As he says; “It is a vehicle that has the power, through smells, tastes, colours and shapes, to take us back to another time”.
His upbringing has shaped this remarkable chef in a very profound way.
He explains, “Food evokes memory and emotion like nothing else, especially when these are connected to your childhood and your mother’s cooking”.
He has been deeply influenced by his mother’s cooking and where he grew up, where he comes from and his family. His journey has been a fascinating one.
He writes in a moving and sensitive way about how he has gotten to where he is today. What comes across about Rueben is how utterly grounded he is. As I read through this beautiful and moving book I couldn’t help feeling grateful that Reuben has ended up being a passionate chef.

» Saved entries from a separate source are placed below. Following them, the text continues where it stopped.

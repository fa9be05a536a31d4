// This Source Code Form is subject to the terms of the Mozilla Public
// License, v. 2.0. If a copy of the MPL was not distributed with this
// file, You can obtain one at https://mozilla.org/MPL/2.0/.

//! Manufacturing feasibility request/verdict types.
//!
//! Process capability rules live outside this engine. [`StubFeasibilityChecker`]
//! returns a fixed verdict until a real checker is plugged in.

use serde::{Deserialize, Serialize};

/// Requested dimensional tolerance
#[derive(Debug, Clone, Copy, Default, PartialEq, Eq, Hash, Serialize, Deserialize)]
#[serde(rename_all = "SCREAMING_SNAKE_CASE")]
pub enum ToleranceClass {
    #[default]
    Standard,
    Tight,
    Critical,
}

impl ToleranceClass {
    pub fn as_str(&self) -> &'static str {
        match self {
            ToleranceClass::Standard => "STANDARD",
            ToleranceClass::Tight => "TIGHT",
            ToleranceClass::Critical => "CRITICAL",
        }
    }
}

#[derive(Debug, Clone, PartialEq, Eq, Serialize, Deserialize)]
#[serde(rename_all = "camelCase")]
pub struct FeasibilityRequest {
    /// Content hash of a previously analyzed file
    pub file_hash: String,
    pub process_id: String,
    pub material_id: String,
    pub tolerance_class: ToleranceClass,
}

/// Build orientation as a unit direction
#[derive(Debug, Clone, Copy, PartialEq, Serialize, Deserialize)]
pub struct Orientation {
    pub x: f64,
    pub y: f64,
    pub z: f64,
}

#[derive(Debug, Clone, PartialEq, Serialize, Deserialize)]
#[serde(rename_all = "camelCase")]
pub struct FeasibilityResult {
    pub feasible: bool,
    pub blockers: Vec<String>,
    pub warnings: Vec<String>,
    pub recommended_orientation: Orientation,
    /// mm³
    pub estimated_support_volume: f64,
}

/// Decides whether a part can be made with a process/material/tolerance.
pub trait FeasibilityChecker: Send + Sync {
    fn check(&self, request: &FeasibilityRequest) -> FeasibilityResult;
}

/// Fixed verdict: feasible, printed upright
#[derive(Debug, Clone, Copy, Default)]
pub struct StubFeasibilityChecker;

impl StubFeasibilityChecker {
    pub const SUPPORT_VOLUME: f64 = 45_000.0;
}

impl FeasibilityChecker for StubFeasibilityChecker {
    fn check(&self, request: &FeasibilityRequest) -> FeasibilityResult {
        tracing::debug!(
            file_hash = %request.file_hash,
            process = %request.process_id,
            material = %request.material_id,
            tolerance = request.tolerance_class.as_str(),
            "Feasibility check (stub)"
        );

        FeasibilityResult {
            feasible: true,
            blockers: Vec::new(),
            warnings: Vec::new(),
            recommended_orientation: Orientation {
                x: 0.0,
                y: 0.0,
                z: 1.0,
            },
            estimated_support_volume: Self::SUPPORT_VOLUME,
        }
    }
}

#[cfg(test)]
mod tests {
    use super::*;

    fn request(tolerance_class: ToleranceClass) -> FeasibilityRequest {
        FeasibilityRequest {
            file_hash: "abc123".into(),
            process_id: "fdm".into(),
            material_id: "pla".into(),
            tolerance_class,
        }
    }

    #[test]
    fn test_stub_verdict_is_fixed() {
        let checker = StubFeasibilityChecker;
        let first = checker.check(&request(ToleranceClass::Standard));
        let second = checker.check(&request(ToleranceClass::Critical));

        assert_eq!(first, second);
        assert!(first.feasible);
        assert!(first.blockers.is_empty());
        assert_eq!(first.recommended_orientation.z, 1.0);
        assert_eq!(first.estimated_support_volume, 45_000.0);
    }

    #[test]
    fn test_wire_names() {
        let verdict = StubFeasibilityChecker.check(&request(ToleranceClass::Tight));
        let json = serde_json::to_value(verdict).unwrap();
        assert_eq!(json["recommendedOrientation"]["z"], 1.0);
        assert_eq!(json["estimatedSupportVolume"], 45_000.0);

        let parsed: FeasibilityRequest = serde_json::from_str(
            r#"{"fileHash":"h","processId":"sla","materialId":"resin","toleranceClass":"TIGHT"}"#,
        )
        .unwrap();
        assert_eq!(parsed.tolerance_class, ToleranceClass::Tight);
        assert_eq!(
            serde_json::to_string(&ToleranceClass::Critical).unwrap(),
            "\"CRITICAL\""
        );
    }
}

Unusually for a chef, he truly understands the connections between eating, food and emotions.
As I turned the last page I felt I had been let into Reuben’s world, as he shares with the reader the things that really make him tick. He explains the inspiration for the dishes he produces and how important the people who surround him in the kitchen are. In fact, he describes them as vital.
There is a palpable generosity of spirit in Reuben, as he does not mind sharing his secrets, which he loves to do in particular with up and coming chefs.
The recipes are inspiring and easy to follow. They reflect directly what is served in his restaurant in Franschhoek. It’s actually the kind of food we all want to eat.
Drool over recipes such as French onion soup, curried mussel soup, warm lamb salad with yoghurt and mint dressing, angel fish baked in coconut lime and chilli, grilled yellowtail with preserved lemon, garlic parsley and chilli.
More mouth watering recipes include baby chicken with rosemary and lemon, T-bone steak with anchovy, garlic and parsley butter.
Dessert recipes take you on a tongue tantalising trot through Muscat crème Brule with plum ice cream, rhubarb tarts, poached peach and plum with passion fruit and tequila syrup.
This is a chef who has the knack of taking risks and knowing what flavours are going to work together. He says that being a good cook means being open to the opportunities presented by fresh produce. Well, all I can say is that reading this cookbook is utterly inspiring.
Reuben Riffel rocks.
Available in good bookshops for R365.